Day 44 of #100daysofnetworks
GenAI: "Text to Edgelist" Tool
Hi everybody. I am so glad that this blog is back in action, as I have been working on some exciting things, and now I get to talk about it. Related to graph analysis and AI, I have two things going on, simultaneously:
I’ve built a prototype “Text to Edgelist” tool, and in this article I’m going to describe it and how it can be useful.
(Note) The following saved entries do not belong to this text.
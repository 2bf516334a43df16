//! BDD test world for herald service

use std::collections::VecDeque;
use std::sync::atomic::AtomicU32;
use std::sync::{Arc, Mutex};

use cucumber::World;
use herald::config::TrackedService;
use herald::engine::{Engine, TickOutcome};
use herald::kuma::{FetchOutcome, HeartbeatFeed, MonitorDirectory};
use herald::settings::{ServerSettings, SettingsStore};
use herald::status::StatusSnapshot;

#[derive(Debug, Default, World)]
pub struct HeraldWorld {
    pub services: Vec<TrackedService>,

    // Aggregation testing
    pub directory: MonitorDirectory,
    pub heartbeats: HeartbeatFeed,
    pub snapshot: Option<StatusSnapshot>,

    // Polling testing
    pub script: Arc<Mutex<VecDeque<herald::Result<FetchOutcome>>>>,
    pub fetch_count: Arc<AtomicU32>,
    pub engine: Option<Engine>,
    pub last_outcome: Option<TickOutcome>,
    pub held_snapshot: Option<Arc<StatusSnapshot>>,

    // Settings testing
    pub settings_dir: Option<tempfile::TempDir>,
    pub store: Option<SettingsStore>,
    pub settings: Option<ServerSettings>,
    pub settings_error: Option<herald::HeraldError>,
}

impl HeraldWorld {
    pub fn service_ids(&self) -> Vec<String> {
        self.services.iter().map(|s| s.id.clone()).collect()
    }
}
I’ve built a prototype “Agentic Graph” tool, for exploring and investigating graph networks in your own native language.
These two things are using two different approaches. The first is using a pretty vanilla prompt-based approach with AI, and the second is relying on AI agents. So, if you want to learn AI engineering, you are in the right place, and you should subscribe to this blog. Because I will show how to use both approaches.
Deepnote is Awesome!
In the last year, I have made one very significant change to how I do analysis. In the past, I’ve used Jupyter, and then if I needed to collaborate, I’d use Google Colab. However, Google Colab is annoying and simplistic, in my opinion. It bothers me to have to reupload files every time a notebook shuts down, and the collaboration capabilities are inadequate.
Last year, I found out about Deepnote, and it is my favorite Data Science “notebook” tool, right now. They are not a sponsor of this blog, but I sure wish they were. :)
Their plans are simple and affordable.
Even though I am currently unemployed, I pay for the Team Plan. Because with this, I have what I need to do freelance work, or to share notebooks with collaborators, and I can use their more powerful machines.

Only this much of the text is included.